Modern GLBTQI fiction of the Great War
Ten authors – in thirteen stories – explore the experiences of GLBTQI people during World War I. In what ways were their lives the same as or different from those of other people?
A London pub, an English village, a shell-hole on the Front, the outskirts of Thai Nguyen city, a ship in heavy weather off Zeebrugge, a civilian internment camp … Loves and griefs that must remain unspoken, unexpected freedoms, the tensions between individuality and duty, and every now and then the relief of recognition. You’ll find both heartaches and joys in this astonishing range of thought-provoking stories.
An anthology featuring authors:
Julie Bozza
Barry Brennessel
Charlie Cochrane
Sam Evans
Lou Faulkner
Adam Fitzroy
Wendy C. Fries
Z. McAspurren
Eleanor Musgrove
Jay Lewis Taylor
Available from May 1st from: Amazon US ~ Amazon UK ~ Smashwords

Art by Kath Woolen
My fourth interviewee is ‘new to me’ author Ellie Musgrove. Welcome, Ellie, and thanks for answering my questions.
~
What inspired you to write your story for the anthology?
When I saw the call for submissions, it caught my interest. What was it like for LGBTQIA people in the First World War?
Two particular stories leapt out at me – the story of people like my own great-great-grandfather, who spent time in a British internment camp for having a German father, and the possibilities the changing roles of women might present for those who didn’t quite fit other people’s expectations of their gender.
Once those got lodged in my mind, I just had to write them, especially knowing that my stories would make a difference to current and former service members in the here and now, as well as commemorating LGBTQIA people from a hundred years ago.
Could you tell me a little about it?
‘Inside’ is the story of a British man with a little too much German blood in him, who starts questioning everything he thought he knew about himself while he’s stuck in a civilian internment camp, and a German who was in the wrong place at the wrong time and now has to find his place in his new surroundings.
‘The Man Left Behind’ follows Henry, a farmhand who feels like the only man in England who’s not in the trenches fighting for King and Country.
Could you please tell me about your other work?
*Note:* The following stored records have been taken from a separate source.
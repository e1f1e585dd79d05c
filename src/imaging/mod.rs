//! Image processing: pure Rust, no system libraries.
//!
//! | Operation | Crate / function |
//! |---|---|
//! | **Dimensions** | `image::ImageReader::into_dimensions` |
//! | **Resize** | `image::DynamicImage::resize_exact` (Lanczos3 by default) |
//! | **Re-encode** | `image::DynamicImage::write_to`, input format preserved |
//!
//! The module is split into:
//! - **Calculations**: Pure functions for dimension math (unit testable)
//! - **Parameters**: Data structures describing engine requests
//! - **Backend**: [`ImageBackend`] trait + [`RustBackend`]
//! - **Operations**: High-level functions combining calculations + backend

pub mod backend;
mod calculations;
pub mod operations;
mod params;
pub mod rust_backend;

pub use backend::{BackendError, Dimensions, ImageBackend};
pub use calculations::{Units, calculate_auto_dimensions, resolve_dimension, resolve_target};
pub use operations::{get_dimensions, plan_resize, resize_image};
pub use params::{Filter, ResizeParams};
pub use rust_backend::RustBackend;
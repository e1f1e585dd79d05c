//! High-level image operations.
//!
//! These functions combine calculations with backend execution. They take the
//! user's sizing arguments, compute parameters, and call the backend.

use super::backend::{BackendError, Dimensions, ImageBackend};
use super::calculations::{Units, resolve_target};
use super::params::{Filter, ResizeParams};
use tracing::debug;

/// Result type for image operations.
pub type Result<T> = std::result::Result<T, BackendError>;

/// Get image dimensions using the backend.
pub fn get_dimensions(backend: &impl ImageBackend, bytes: &[u8]) -> Result<Dimensions> {
    backend.dimensions(bytes)
}

/// Plan a resize without executing it.
///
/// Fails only when a requested side cannot be represented in pixels.
pub fn plan_resize(
    original: Dimensions,
    width: f64,
    height: f64,
    units: Units,
    filter: Filter,
) -> Result<ResizeParams> {
    let (w, h) = resolve_target(width, height, original, units)?;
    debug!(
        orig_w = original.width,
        orig_h = original.height,
        requested_w = width,
        requested_h = height,
        %units,
        resolved_w = ?w,
        resolved_h = ?h,
        "Resolved resize target"
    );
    Ok(ResizeParams::new(w, h).with_filter(filter))
}

/// Query the original size, plan the resize, and run it.
pub fn resize_image(
    backend: &impl ImageBackend,
    bytes: &[u8],
    width: f64,
    height: f64,
    units: Units,
    filter: Filter,
) -> Result<Vec<u8>> {
    let original = get_dimensions(backend, bytes)?;
    let params = plan_resize(original, width, height, units, filter)?;
    backend.resize(bytes, &params)
}

#[cfg(test)]
mod tests {
    use super::*;
    use crate::imaging::backend::tests::{MockBackend, RecordedOp};

    fn dims(width: u32, height: u32) -> Dimensions {
        Dimensions { width, height }
    }

    #[test]
    fn get_dimensions_calls_backend() {
        let backend = MockBackend::with_dimensions(1920, 1080);

        let d = get_dimensions(&backend, b"img").unwrap();
        assert_eq!(d, dims(1920, 1080));
    }

    #[test]
    fn plan_resize_pixels() {
        let params = plan_resize(dims(200, 100), 300.0, 150.0, Units::Pixels, Filter::Lanczos3)
            .unwrap();
        assert_eq!(params.width, Some(300));
        assert_eq!(params.height, Some(150));
    }

    #[test]
    fn plan_resize_percentage_width_only() {
        let params = plan_resize(dims(200, 100), 50.0, 0.0, Units::Percentage, Filter::Triangle)
            .unwrap();
        assert_eq!(params, ResizeParams::new(Some(100), None).with_filter(Filter::Triangle));
    }

    #[test]
    fn plan_resize_no_request_uses_original_width() {
        let params = plan_resize(dims(640, 480), 0.0, 0.0, Units::Pixels, Filter::Lanczos3).unwrap();
        assert_eq!(params.width, Some(640));
        assert_eq!(params.height, None);
    }

    #[test]
    fn resize_image_queries_then_resizes() {
        let backend = MockBackend::with_dimensions(200, 100);

        let out = resize_image(&backend, b"img", 50.0, 0.0, Units::Percentage, Filter::Lanczos3)
            .unwrap();
        assert_eq!(out, b"resized");

        let ops = backend.get_operations();
        assert_eq!(
            ops,
            vec![
                RecordedOp::Dimensions { len: 3 },
                RecordedOp::Resize {
                    len: 3,
                    width: Some(100),
                    height: None,
                },
            ]
        );
    }

    #[test]
    fn resize_image_rejects_unrepresentable_side_before_engine_resize() {
        let backend = MockBackend::with_dimensions(4, 4);

        let result = resize_image(&backend, b"img", 1e12, 0.0, Units::Pixels, Filter::Lanczos3);
        assert!(matches!(result, Err(BackendError::TooLarge(_))));
        assert_eq!(backend.get_operations(), vec![RecordedOp::Dimensions { len: 3 }]);
    }

    #[test]
    fn resize_image_stops_when_dimensions_fail() {
        let backend = MockBackend::failing("bad header");

        let result = resize_image(&backend, b"img", 10.0, 10.0, Units::Pixels, Filter::Lanczos3);
        assert!(result.is_err());
        assert_eq!(backend.get_operations().len(), 1);
    }
}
Usually, I write short slice-of-life stories (many of which I post for free on my blog) while working on longer novels. I’m in the middle of a series called ‘The Perfect Garden’, which is romantic literary fiction, I suppose, I’ve got a horror novella in the editing process, and I write high fantasy stories for an exciting new project called Caladria. I’ve also been published in a previous charity anthology, ‘Lupus Animus’, which is about wolves.
What are you working on at the moment?
Right now I’m taking part in Camp NaNoWriMo, which means writing an adventure novella, in this case. I’m also working on a couple of stories for Caladria at the moment, which I can’t say too much about, but I can tell you that in among the goblins and dragons I’m currently writing a very lovely couple I think ‘A Pride of Poppies’ readers would enjoy meeting, when their debut story is published later in the year.
Please could we have an excerpt?
“Stiorax had every right to be worried, Varjan supposed. After his most recent battle, he’d been sent to a healer – more accurately, Stiorax had had to carry him to a healer – and told that it was time to stop fighting altogether.
‘But I’m a soldier,’ he’d protested, ‘I can’t stop fighting. It’s what I do.’
‘Well, you can fight, or you can live. You’re in no condition to keep battling.’
‘I don’t mind dying on the battlefi-‘ Stiorax had accidentally poked him right in a bruise, turning to the healer while Varjan was busy trying to catch his breath.
‘He understands. He’ll be taking things slowly from now on. Fortunately he has an excellent servant.’ Well, he couldn’t argue with that – most of the time – but when the healer had left he’d glared at Stiorax, waiting for an explanation.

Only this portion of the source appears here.